Kim Andersen will receive the 2019 WSU Libraries’ Excellence Award during a 1 p.m. reception Wednesday, May 15, in the Terrell Library Atrium.
Andersen is a clinical professor in the Honors College. The award recognizes a non-library faculty or staff member who has shown consistent support for the WSU Libraries.
Library faculty who have worked with Andersen through the Faculty Senate Library Committee describe him as a dedicated library user and supporter of the libraries.
“Professor Andersen has served as the chair of the Faculty Senate Library Committee for six years and served the committee for two years before becoming chair,” wrote WSU Libraries Dean Jay Starratt and Associate Dean Beth Blakesley in their nomination. “He has immersed himself in collections issues and has been a tireless champion for the libraries. He has been proactive in supporting our need for collections support, and he has helped raise the profile of the libraries through his thoughtful leadership of this committee.”
“Kim has visited the Faculty Senate on numerous occasions to help us gather support for increased funding,” Starratt and Blakesley added. “He met with the Graduate and Professional Student Association, and their voices have been an important factor in our obtaining additional support. He has also been a strong supporter of the libraries in other arenas, including the Honors College and College of Arts and Sciences.”
Access to scholarly research necessary
The dominating need for faculty, staff and students is access to academic journals in order to do their research, Andersen said, “and the cost for providing that access is enormous.”
WSU Libraries and other academic libraries around the United States and world face the daunting task of maintaining academic journal subscriptions amid rising inflation costs from publishers. The result is yearly cuts to journal packages and diminishing title offerings.
To prevent further cuts, the WSU administration designated $650,000 over two years to the WSU Libraries. Additionally, the Faculty Senate Library Committee is charged with supporting the libraries by reviewing proposals for new programs that may optimize library resources, Andersen said.
“It’s important that there is a formal committee that monitors the health of the libraries so they can continue to support faculty, staff and students in doing their research,” he said. “It’s hard to imagine a world-class university without a world-class library.”
Commanding a digital world
Another challenge for academic libraries is in providing digital resources for the university community, Andersen said.
“Books are not the sole communicators of knowledge,” he said. “Libraries must face and command this digital world. But it is also a wonderful thing. That dimension of the digital resource is something we cannot do without.”
Patrons can bring their own technology into the libraries to work, Andersen said. They can meet among the book stacks or in state-of-the-art study lounges. In this way, “a modern library must appeal to faculty, staff and students. It must have books, but it must also cater to their digital needs.”
Andersen said he has always used libraries, from his childhood in Denmark to the present.

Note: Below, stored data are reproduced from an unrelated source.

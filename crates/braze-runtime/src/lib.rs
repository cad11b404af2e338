//! Braze Runtime - orchestration layer for the braze messaging middleware.
//!
//! This crate provides:
//! - Configuration loading (`braze.toml` + `BRAZE_*` environment variables)
//! - Logging configuration
//! - Runtime orchestration ([`BrazeRuntime`])
//!
//! ```ignore
//! use braze_runtime::BrazeRuntime;
//!
//! #[tokio::main]
//! async fn main() -> anyhow::Result<()> {
//!     let runtime = BrazeRuntime::new();
//!
//!     let kernel = runtime.kernel().clone();
//!     kernel.register_integration(my_integration);
//!
//!     // Run until Ctrl+C
//!     runtime.run().await?;
//!
//!     Ok(())
//! }
//! ```

pub mod config;
pub mod error;
pub mod logging;
pub mod runtime;

pub use config::{BrazeConfig, ConfigLoader, HttpConfig, LogFormat, LogLevel, LogOutput,
    LoggingConfig, load_config};
pub use error::{ConfigError, ConfigResult, RuntimeError, RuntimeResult};
pub use logging::LoggingBuilder;
pub use runtime::{BrazeRuntime, RuntimeBuilder};
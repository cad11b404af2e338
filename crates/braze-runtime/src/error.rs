//! Runtime error types.

use thiserror::Error;

/// Errors from configuration loading.
#[derive(Debug, Error)]
pub enum ConfigError {
    /// The merged configuration could not be deserialized.
    #[error("invalid configuration: {0}")]
    Invalid(String),
}

/// Result type for configuration loading.
pub type ConfigResult<T> = Result<T, ConfigError>;

/// Errors that can occur during runtime operations.
#[derive(Debug, Error)]
pub enum RuntimeError {
    /// Configuration error.
    #[error(transparent)]
    Config(#[from] ConfigError),

    /// Kernel error.
    #[error(transparent)]
    Kernel(#[from] braze_core::Error),
}

/// Result type for runtime operations.
pub type RuntimeResult<T> = Result<T, RuntimeError>;
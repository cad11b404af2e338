//! Listener pipeline: pattern/type-filtered subscription over the merged
//! integration streams.
//!
//! A listener is cold: each [`Listener::stream`] (or
//! [`Listener::subscribe`]) call builds an independent pipeline over the
//! integrations registered at that moment, so multiple subscribers each see
//! every matching message from their own subscription point onward.
//!
//! Per raw envelope the pipeline applies, in this fixed order:
//!
//! 1. schema validity — an envelope without the `@context` marker is
//!    dropped silently (logged at diagnostic level; live integrations emit
//!    plenty of irrelevant events),
//! 2. the incoming middleware chain,
//! 3. the target-type filter,
//! 4. the content pattern.
//!
//! Chains for distinct envelopes run concurrently; one hung middleware step
//! stalls only its own chain. No ordering is guaranteed across envelopes
//! from independent integrations.

use futures::StreamExt;
use futures::stream::{self, BoxStream};
use tokio_util::sync::CancellationToken;
use tracing::debug;

use crate::envelope::Envelope;
use crate::error::{Error, Result};
use crate::integration::EnvelopeStream;
use crate::kernel::Kernel;
use crate::middleware::ChainOutput;
use crate::pattern::{Pattern, TypeFilter};

/// Upper bound on middleware chains evaluated concurrently per subscriber.
const MAX_CONCURRENT_CHAINS: usize = 16;

/// A stream of matching messages (or chain failures).
pub type ListenerStream = BoxStream<'static, Result<ChainOutput>>;

impl Kernel {
    /// Creates a listener for messages whose content matches `pattern`,
    /// optionally restricted to a set of target types.
    ///
    /// Creating a listener lazily starts the webhook server when
    /// integrations mounted handlers and a transport is configured.
    pub fn hear(&self, pattern: Pattern, types: TypeFilter) -> Listener {
        self.maybe_start_http();
        Listener {
            kernel: self.clone(),
            pattern,
            types,
        }
    }

    /// Creates a listener matching any of the given pattern strings.
    pub fn hears<I, S>(&self, patterns: I, types: TypeFilter) -> Result<Listener>
    where
        I: IntoIterator<Item = S>,
        S: AsRef<str>,
    {
        Ok(self.hear(Pattern::any(patterns)?, types))
    }

    /// Creates a listener matching every message, filtered only by type.
    pub fn on(&self, types: TypeFilter) -> Listener {
        self.hear(Pattern::Always, types)
    }
}

/// A pattern/type-filtered subscription over the merged integration streams.
pub struct Listener {
    kernel: Kernel,
    pattern: Pattern,
    types: TypeFilter,
}

impl Listener {
    /// Builds an independent pipeline and returns the live filtered stream.
    pub fn stream(&self) -> ListenerStream {
        let kernel = self.kernel.clone();
        let pattern = self.pattern.clone();
        let types = self.types.clone();

        let sources: Vec<EnvelopeStream> = kernel
            .integrations_snapshot()
            .iter()
            .flat_map(|integration| [integration.connect(), integration.listen()])
            .collect();

        stream::select_all(sources)
            .map(move |raw| {
                let kernel = kernel.clone();
                let pattern = pattern.clone();
                let types = types.clone();
                async move { process_message(kernel, raw, pattern, types).await }
            })
            .buffer_unordered(MAX_CONCURRENT_CHAINS)
            .filter_map(|outcome| async move { outcome.transpose() })
            .boxed()
    }

    /// Subscribes with a callback driven on a spawned task.
    ///
    /// Matches arrive as `Ok(output)`; a chain failure arrives as `Err` and
    /// terminates this subscription. Other subscriptions over the same
    /// integrations are unaffected.
    pub fn subscribe<F>(&self, mut callback: F) -> Subscription
    where
        F: FnMut(Result<ChainOutput>) + Send + 'static,
    {
        let mut matches = self.stream();
        let token = CancellationToken::new();
        let guard = token.clone();

        tokio::spawn(async move {
            loop {
                tokio::select! {
                    biased;
                    _ = guard.cancelled() => break,
                    item = matches.next() => match item {
                        Some(Ok(output)) => callback(Ok(output)),
                        Some(Err(error)) => {
                            callback(Err(error));
                            break;
                        }
                        None => break,
                    },
                }
            }
        });

        Subscription { token }
    }
}

impl std::fmt::Debug for Listener {
    fn fmt(&self, f: &mut std::fmt::Formatter<'_>) -> std::fmt::Result {
        f.debug_struct("Listener")
            .field("pattern", &self.pattern)
            .field("types", &self.types)
            .finish()
    }
}

/// Handle to an active subscription.
///
/// Cancelling stops delivery to this subscriber only. Dropping the handle
/// leaves the subscription running.
#[derive(Debug, Clone)]
pub struct Subscription {
    token: CancellationToken,
}

impl Subscription {
    /// Stops delivering matches to this subscriber.
    pub fn cancel(&self) {
        self.token.cancel();
    }

    /// Whether the subscription has been cancelled.
    pub fn is_cancelled(&self) -> bool {
        self.token.is_cancelled()
    }
}

/// Runs one raw envelope through validity check, incoming chain and filters.
async fn process_message(
    kernel: Kernel,
    raw: Envelope,
    pattern: Pattern,
    types: TypeFilter,
) -> Result<Option<ChainOutput>> {
    if !raw.is_valid() {
        debug!(envelope = ?raw, "dropping envelope without @context marker");
        return Ok(None);
    }

    let output = kernel.run_incoming_chain(&raw).await.map_err(Error::from)?;

    if !types.accepts(raw.target_kind()) {
        return Ok(None);
    }
    if !pattern.matches(raw.content()) {
        return Ok(None);
    }

    Ok(Some(output))
}

#[cfg(test)]
mod tests {
    use super::*;
    use crate::envelope::Entity;
    use crate::test_support::{MockIntegration, NamedIncoming, ping, wait_until};
    use std::sync::Arc;
    use std::sync::atomic::{AtomicUsize, Ordering};

    fn message(content: &str, target_kind: &str) -> Envelope {
        Envelope::message(
            Entity::new("svc").with_name("Svc"),
            Entity::new("room1").with_kind(target_kind),
            content,
        )
    }

    #[tokio::test]
    async fn hear_delivers_matching_messages_only() {
        let kernel = Kernel::new();
        let integration = MockIntegration::new("svc");
        kernel.register_integration(integration.clone());

        let listener = kernel.hear(Pattern::compile("^ping$").unwrap(), TypeFilter::any());
        let mut matches = listener.stream();

        integration.push(message("pong", "Group"));
        integration.push(message("ping", "Group"));

        let output = matches.next().await.unwrap().unwrap();
        assert_eq!(output.message.content(), Some("ping"));
    }

    #[tokio::test]
    async fn envelope_without_context_is_never_delivered() {
        let kernel = Kernel::new();
        let integration = MockIntegration::new("svc");
        kernel.register_integration(integration.clone());

        let mut matches = kernel.on(TypeFilter::any()).stream();

        let mut invalid = message("ping", "Group");
        invalid.context = None;
        integration.push(invalid);
        integration.push(message("valid", "Group"));

        let output = matches.next().await.unwrap().unwrap();
        assert_eq!(output.message.content(), Some("valid"));
    }

    #[tokio::test]
    async fn hears_matches_any_of_the_patterns() {
        let kernel = Kernel::new();
        let integration = MockIntegration::new("svc");
        kernel.register_integration(integration.clone());

        let listener = kernel
            .hears(["^hello$", "^bye$"], TypeFilter::any())
            .unwrap();
        let mut matches = listener.stream();

        integration.push(message("neither", "Group"));
        integration.push(message("BYE", "Group"));

        let output = matches.next().await.unwrap().unwrap();
        assert_eq!(output.message.content(), Some("BYE"));
    }

    #[tokio::test]
    async fn type_filter_is_case_insensitive() {
        let kernel = Kernel::new();
        let integration = MockIntegration::new("svc");
        kernel.register_integration(integration.clone());

        let mut matches = kernel.on(TypeFilter::parse("group")).stream();

        integration.push(message("private message", "Person"));
        integration.push(message("group message", "GROUP"));

        let output = matches.next().await.unwrap().unwrap();
        assert_eq!(output.message.content(), Some("group message"));
    }

    #[tokio::test]
    async fn subscriber_receives_chain_results_in_registration_order() {
        let kernel = Kernel::new();
        let integration = MockIntegration::new("svc");
        kernel.register_integration(integration.clone());
        kernel.register_incoming(Arc::new(NamedIncoming::new("alpha")), None);
        kernel.register_incoming(Arc::new(NamedIncoming::new("beta")), None);

        let mut matches = kernel.on(TypeFilter::any()).stream();
        integration.push(ping());

        let output = matches.next().await.unwrap().unwrap();
        let names: Vec<&str> = output
            .data
            .iter()
            .map(|entry| entry.middleware.as_str())
            .collect();
        assert_eq!(names, vec!["alpha.incoming", "beta.incoming"]);
    }

    #[tokio::test]
    async fn two_subscribers_each_receive_every_match() {
        let kernel = Kernel::new();
        let integration = MockIntegration::new("svc");
        kernel.register_integration(integration.clone());

        let listener = kernel.hear(Pattern::compile("ping").unwrap(), TypeFilter::any());
        let mut first = listener.stream();
        let mut second = listener.stream();

        integration.push(message("ping", "Group"));

        let a = first.next().await.unwrap().unwrap();
        let b = second.next().await.unwrap().unwrap();
        assert_eq!(a.message.content(), Some("ping"));
        assert_eq!(b.message.content(), Some("ping"));
    }

    #[tokio::test]
    async fn cancelling_one_subscription_leaves_the_other_running() {
        let kernel = Kernel::new();
        let integration = MockIntegration::new("svc");
        kernel.register_integration(integration.clone());

        let listener = kernel.on(TypeFilter::any());

        let first_count = Arc::new(AtomicUsize::new(0));
        let second_count = Arc::new(AtomicUsize::new(0));

        let counter = Arc::clone(&first_count);
        let first = listener.subscribe(move |_| {
            counter.fetch_add(1, Ordering::SeqCst);
        });
        let counter = Arc::clone(&second_count);
        let _second = listener.subscribe(move |_| {
            counter.fetch_add(1, Ordering::SeqCst);
        });

        first.cancel();
        integration.push(message("hello", "Group"));

        wait_until(|| second_count.load(Ordering::SeqCst) == 1).await;
        assert_eq!(first_count.load(Ordering::SeqCst), 0);
    }

    #[tokio::test]
    async fn callback_receives_chain_failures_in_the_error_slot() {
        use crate::error::MiddlewareError;
        use crate::middleware::{ChainEntry, IncomingMiddleware, StepOutput};

        struct Failing;

        impl IncomingMiddleware for Failing {
            fn service_name(&self) -> &str {
                "failing"
            }

            fn incoming(
                &self,
                _kernel: Kernel,
                _message: Envelope,
                _acc: Vec<ChainEntry>,
            ) -> StepOutput {
                StepOutput::from_future(async { Err(MiddlewareError::step("boom")) })
            }
        }

        let kernel = Kernel::new();
        let integration = MockIntegration::new("svc");
        kernel.register_integration(integration.clone());
        kernel.register_incoming(Arc::new(Failing), None);

        let errors = Arc::new(AtomicUsize::new(0));
        let counter = Arc::clone(&errors);
        let _sub = kernel.on(TypeFilter::any()).subscribe(move |item| {
            if item.is_err() {
                counter.fetch_add(1, Ordering::SeqCst);
            }
        });
        integration.push(ping());

        wait_until(|| errors.load(Ordering::SeqCst) == 1).await;
    }
}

“Whether I searched for specific topics for coursework or scholarship or sought books for leisure, the library has been like a dependable companion,” he said. “When I taught Danish language and Scandinavian literature, the Terrell Library Atrium on several occasions hosted traveling exhibits sponsored by the Danish government. For these reasons, and for many more, the library is an indispensable cultural center for our campus.”